ENDLESSLY CONTROVERSIAL, the unique American system of presidential election faces especially strong debate over its legitimacy today, in part because the 2016 presidential election resulted in a decisive electoral college victory for President Trump even though his opponent received 2.87 million more popular votes. Still, whatever one thinks about abolishing the electoral college, it will be in use for the 2020 election. There must be as little ambiguity as possible about the legal framework in which it operates, lest confusion and controversy further destabilize an already polarized and conflictual body politic. Fortunately, the Supreme Court has agreed to resolve one key source of uncertainty well in advance of the November election.

The issue in two cases the court agreed on Jan. 17 to hear — one from Washington state and one from Colorado — is whether individual members of the electoral college are free to vote for whomever they please, or whether states may pass laws requiring them to cast votes for the candidate to whom they pledged their votes prior to the election. Such laws exist in 29 states and the District, according to the National Conference of State Legislatures; they conform to the widespread public expectation, developed over centuries of common practice, that each state’s electoral votes will go to the winner of its popular vote — except for Maine and Nebraska, which award some by congressional district.

However, the notion of electors as free agents also has a credible historical foundation, in the framers’ original concept that electors be “capable of analyzing the qualities” of a good president, as Alexander Hamilton put it. Since 1796, 167 electors have voted, or attempted to vote, for candidates not backed by the voters of their states — 10 of them in 2016. Congress has generally accepted the votes of “faithless electors,” in part because there have never been enough of them to change the outcome. In light of today’s volatile polarization, and the likelihood of a close electoral vote in 2020, that particular constitutional loose end can no longer be left hanging.

In essence, the justices must choose between a formal reading of the Constitution and a pragmatic one. No phrase of the Constitution expressly limits electors’ independent judgment, and Hamilton’s words certainly suggest the framers expected them to use it. That was the basis upon which the Denver-based U.S. Court of Appeals for the 10th Circuit last year struck down Colorado’s attempt to punish a Hillary Clinton elector who tried to vote for Republican John Kasich. Nevertheless, the system has evolved differently in practice; also, the Constitution empowers states to “appoint” electors, which arguably includes the power to direct them to vote as pledged.

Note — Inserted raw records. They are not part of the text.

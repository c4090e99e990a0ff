//! Decoding must not depend on how the byte stream is split into chunks.

use monoio_wsframe::{
    EncodeOptions, Error, Frame, FrameCodec, Role,
    error::ProtocolError,
    protocol::frame::{Body, coding::OpCode},
};
use proptest::prelude::*;

const ROLE_PAIRS: [(Role, Role); 4] = [
    (Role::Client, Role::Server),
    (Role::Server, Role::Client),
    (Role::Masked, Role::Masked),
    (Role::Unmasked, Role::Unmasked),
];

fn arb_roles() -> impl Strategy<Value = (Role, Role)> {
    (0..ROLE_PAIRS.len()).prop_map(|i| ROLE_PAIRS[i])
}

fn arb_data_frame() -> impl Strategy<Value = (OpCode, bool, Vec<u8>)> {
    (
        prop_oneof![Just(OpCode::Text), Just(OpCode::Binary), Just(OpCode::Continue)],
        any::<bool>(),
        prop::collection::vec(any::<u8>(), 0..400),
    )
}

fn encode_all(sender: Role, frames: &[(OpCode, bool, Vec<u8>)]) -> Vec<u8> {
    let mut codec = FrameCodec::new(sender);
    let mut wire = Vec::new();
    for (opcode, is_final, payload) in frames {
        let options = EncodeOptions::default().opcode(*opcode).is_final(*is_final);
        wire.extend_from_slice(&codec.encode(payload, options).unwrap());
    }
    wire
}

fn decode_in_chunks(receiver: Role, wire: &[u8], cuts: &[usize]) -> Vec<Frame> {
    let mut codec = FrameCodec::new(receiver);
    let mut frames = Vec::new();
    let mut start = 0;
    for &cut in cuts.iter().chain(std::iter::once(&wire.len())) {
        let end = cut.clamp(start, wire.len());
        let mut chunk = &wire[start..end];
        while let Some(frame) = codec.decode(chunk).unwrap() {
            frames.push(frame);
            chunk = &[];
        }
        start = end;
    }
    assert_eq!(codec.buffered(), 0);
    frames
}

proptest! {
    #![proptest_config(ProptestConfig::with_cases(200))]

    #[test]
    fn roundtrip_any_split(
        (sender, receiver) in arb_roles(),
        frames in prop::collection::vec(arb_data_frame(), 1..6),
        cuts in prop::collection::vec(any::<prop::sample::Index>(), 0..8),
    ) {
        let wire = encode_all(sender, &frames);
        let mut cuts: Vec<usize> = cuts.iter().map(|i| i.index(wire.len() + 1)).collect();
        cuts.sort_unstable();

        let decoded = decode_in_chunks(receiver, &wire, &cuts);
        prop_assert_eq!(decoded.len(), frames.len());
        for (frame, (opcode, is_final, payload)) in decoded.iter().zip(&frames) {
            prop_assert_eq!(frame.opcode(), *opcode);
            prop_assert_eq!(frame.is_final(), *is_final);
            prop_assert_eq!(frame.payload_length(), payload.len() as u64);
            prop_assert_eq!(frame.payload().as_ref(), &payload[..]);
            prop_assert_eq!(frame.masking_key().is_some(), sender.masks_output());
        }
    }

    #[test]
    fn whole_and_bytewise_agree(
        (sender, receiver) in arb_roles(),
        frames in prop::collection::vec(arb_data_frame(), 1..4),
    ) {
        let wire = encode_all(sender, &frames);
        let whole = decode_in_chunks(receiver, &wire, &[]);
        let cuts: Vec<usize> = (1..wire.len()).collect();
        let bytewise = decode_in_chunks(receiver, &wire, &cuts);
        prop_assert_eq!(whole, bytewise);
    }

    #[test]
    fn text_body_never_fails(payload in prop::collection::vec(any::<u8>(), 0..64)) {
        let wire = encode_all(Role::Unmasked, &[(OpCode::Text, true, payload.clone())]);
        let frame = decode_in_chunks(Role::Unmasked, &wire, &[]).remove(0);
        prop_assert_eq!(
            frame.body(),
            &Body::Text(String::from_utf8_lossy(&payload).into_owned().into())
        );
    }
}

#[test]
fn length_boundaries() {
    for (length, header_len) in [
        (0usize, 2usize),
        (125, 2),
        (126, 4),
        (65535, 4),
        (65536, 10),
    ] {
        let payload = vec![0x5a; length];
        let wire = encode_all(Role::Unmasked, &[(OpCode::Binary, true, payload.clone())]);
        assert_eq!(wire.len(), header_len + length, "length {length}");

        // Feed the header one byte short of complete, then the rest.
        let frames = decode_in_chunks(Role::Unmasked, &wire, &[header_len - 1]);
        assert_eq!(frames.len(), 1);
        assert_eq!(frames[0].payload().len(), length);
    }
}

#[test]
fn masked_boundaries() {
    for (length, header_len) in [(125usize, 6usize), (126, 8), (65536, 14)] {
        let payload = vec![0xa5; length];
        let wire = encode_all(Role::Client, &[(OpCode::Binary, true, payload.clone())]);
        assert_eq!(wire.len(), header_len + length, "length {length}");
        assert_ne!(&wire[header_len..], &payload[..]);

        let frames = decode_in_chunks(Role::Server, &wire, &[2, header_len - 1]);
        assert_eq!(frames[0].payload().as_ref(), &payload[..]);
    }
}

#[test]
fn errors_are_sticky() {
    let mut codec = FrameCodec::new(Role::Server);
    assert!(matches!(
        codec.decode(&[0x81, 0x02, b'h', b'i']),
        Err(Error::Protocol(ProtocolError::UnmaskedFrameFromClient))
    ));
    assert!(matches!(codec.decode(&[]), Err(Error::DecoderFailed)));
    assert!(codec.decoder_mut().is_failed());
}

#[test]
fn protocol_violations() {
    let cases: [(Role, &[u8], ProtocolError); 5] = [
        (Role::Client, &[0x81, 0x82], ProtocolError::MaskedFrameFromServer),
        (Role::Unmasked, &[0x83, 0x00], ProtocolError::InvalidOpcode(3)),
        (Role::Unmasked, &[0x8b, 0x00], ProtocolError::InvalidOpcode(11)),
        (Role::Unmasked, &[0x89, 0x7e], ProtocolError::ControlFrameTooBig),
        (Role::Unmasked, &[0x09, 0x00], ProtocolError::FragmentedControlFrame),
    ];
    for (role, wire, expected) in cases {
        let mut codec = FrameCodec::new(role);
        match codec.decode(wire) {
            Err(Error::Protocol(err)) => assert_eq!(err, expected),
            other => panic!("unexpected result for {wire:?}: {other:?}"),
        }
    }
}

#[test]
fn rsv_bits_are_carried() {
    let mut codec = FrameCodec::new(Role::Unmasked);
    let frame = codec.decode(&[0xc2, 0x01, 0xff]).unwrap().unwrap();
    assert!(frame.header().rsv1);
    assert!(!frame.header().rsv2 && !frame.header().rsv3);
}
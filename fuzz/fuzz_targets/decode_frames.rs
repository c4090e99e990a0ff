#![no_main]

use libfuzzer_sys::fuzz_target;
use monoio_wsframe::{FrameCodec, Role};

fuzz_target!(|data: &[u8]| {
    let mut codec = FrameCodec::new(Role::Server);
    let mut chunk = data;
    while let Ok(Some(_)) = codec.decode_message(chunk) {
        chunk = &[];
    }
});
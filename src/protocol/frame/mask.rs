use std::fmt;

/// Source of masking keys for outgoing frames.
///
/// Masking only obfuscates the payload for intermediaries, so any unpredictable source is good
/// enough; it does not need to be cryptographically secure.
pub trait MaskSource: fmt::Debug + Send {
    /// Returns the next 4-byte masking key.
    fn next_mask(&mut self) -> [u8; 4];
}

/// Masking keys drawn from the thread-local generator of `rand`.
#[derive(Debug, Clone, Copy, Default)]
pub struct RandomMask;

impl MaskSource for RandomMask {
    #[inline]
    fn next_mask(&mut self) -> [u8; 4] {
        rand::random()
    }
}

/// Masks or unmasks `buf` in place. Applying the same key twice restores the input.
#[inline]
pub fn apply_mask(buf: &mut [u8], mask: [u8; 4]) {
    apply_mask_fast32(buf, mask)
}

/// Returns a masked copy of `data`.
pub fn websocket_mask(data: &[u8], mask: [u8; 4]) -> Vec<u8> {
    let mut out = data.to_vec();
    apply_mask(&mut out, mask);
    out
}

/// A safe unoptimized mask application.
#[inline]
fn apply_mask_fallback(buf: &mut [u8], mask: [u8; 4]) {
    for (i, byte) in buf.iter_mut().enumerate() {
        *byte ^= mask[i & 3];
    }
}

/// Faster version of `apply_mask()` which operates on 4-byte blocks.
#[inline]
fn apply_mask_fast32(buf: &mut [u8], mask: [u8; 4]) {
    let mask_u32 = u32::from_ne_bytes(mask);

    // SAFETY: every bit pattern is a valid u32, and the prefix/suffix are handled bytewise.
    let (prefix, words, suffix) = unsafe { buf.align_to_mut::<u32>() };
    apply_mask_fallback(prefix, mask);
    let head = prefix.len() & 3;
    let mask_u32 = if head > 0 {
        if cfg!(target_endian = "big") {
            mask_u32.rotate_left(8 * head as u32)
        } else {
            mask_u32.rotate_right(8 * head as u32)
        }
    } else {
        mask_u32
    };
    for word in words.iter_mut() {
        *word ^= mask_u32;
    }
    apply_mask_fallback(suffix, mask_u32.to_ne_bytes());
}

#[cfg(test)]
mod tests {
    use super::*;

    #[test]
    fn test_apply_mask() {
        let mask = [0x6d, 0xb6, 0xb2, 0x80];
        let unmasked = [
            0xf3, 0x00, 0x01, 0x02, 0x03, 0x80, 0x81, 0x82, 0xff, 0xfe, 0x00, 0x17, 0x74, 0xf9,
            0x12, 0x03,
        ];

        // Check masking with proper alignment.
        {
            let mut masked = unmasked;
            apply_mask_fallback(&mut masked, mask);

            let mut masked_fast = unmasked;
            apply_mask_fast32(&mut masked_fast, mask);

            assert_eq!(masked, masked_fast);
        }

        // Check masking without alignment.
        for offset in 1..4 {
            let mut masked = unmasked;
            apply_mask_fallback(&mut masked[offset..], mask);

            let mut masked_fast = unmasked;
            apply_mask_fast32(&mut masked_fast[offset..], mask);

            assert_eq!(masked, masked_fast);
        }
    }

    #[test]
    fn mask_is_involution() {
        let key = [0x37, 0xfa, 0x21, 0x3d];
        let data = b"Hello, masked world!".to_vec();
        assert_ne!(websocket_mask(&data, key), data);
        assert_eq!(websocket_mask(&websocket_mask(&data, key), key), data);
    }

    #[test]
    fn rfc_example() {
        // RFC 6455 5.7: a single-frame masked text message containing "Hello".
        let key = [0x37, 0xfa, 0x21, 0x3d];
        assert_eq!(
            websocket_mask(b"Hello", key),
            [0x7f, 0x9f, 0x4d, 0x51, 0x58]
        );
    }
}
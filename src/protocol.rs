//! WebSocket protocol implementation.

pub mod frame;

mod config;
mod message;

pub use config::{CodecConfig, DEFAULT_VERSION, Role, SUPPORTED_VERSIONS};
pub use frame::CloseFrame;
pub use message::{IncompleteMessage, IncompleteMessageType, Message, MessageAssembler};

Washington’s supreme court relied on that reasoning to uphold a fine against three 2016 faithless electors — and on balance it was the right call. Voters have enough concerns about the legitimacy of the electoral college without adding the risk, however small, that individual electors might not follow the clear expectations of those who choose them. No doubt the political parties would take steps to guarantee the faithfulness of their electors if the Supreme Court granted the electors free agency. But we see no reason to forbid states from making that assurance double sure.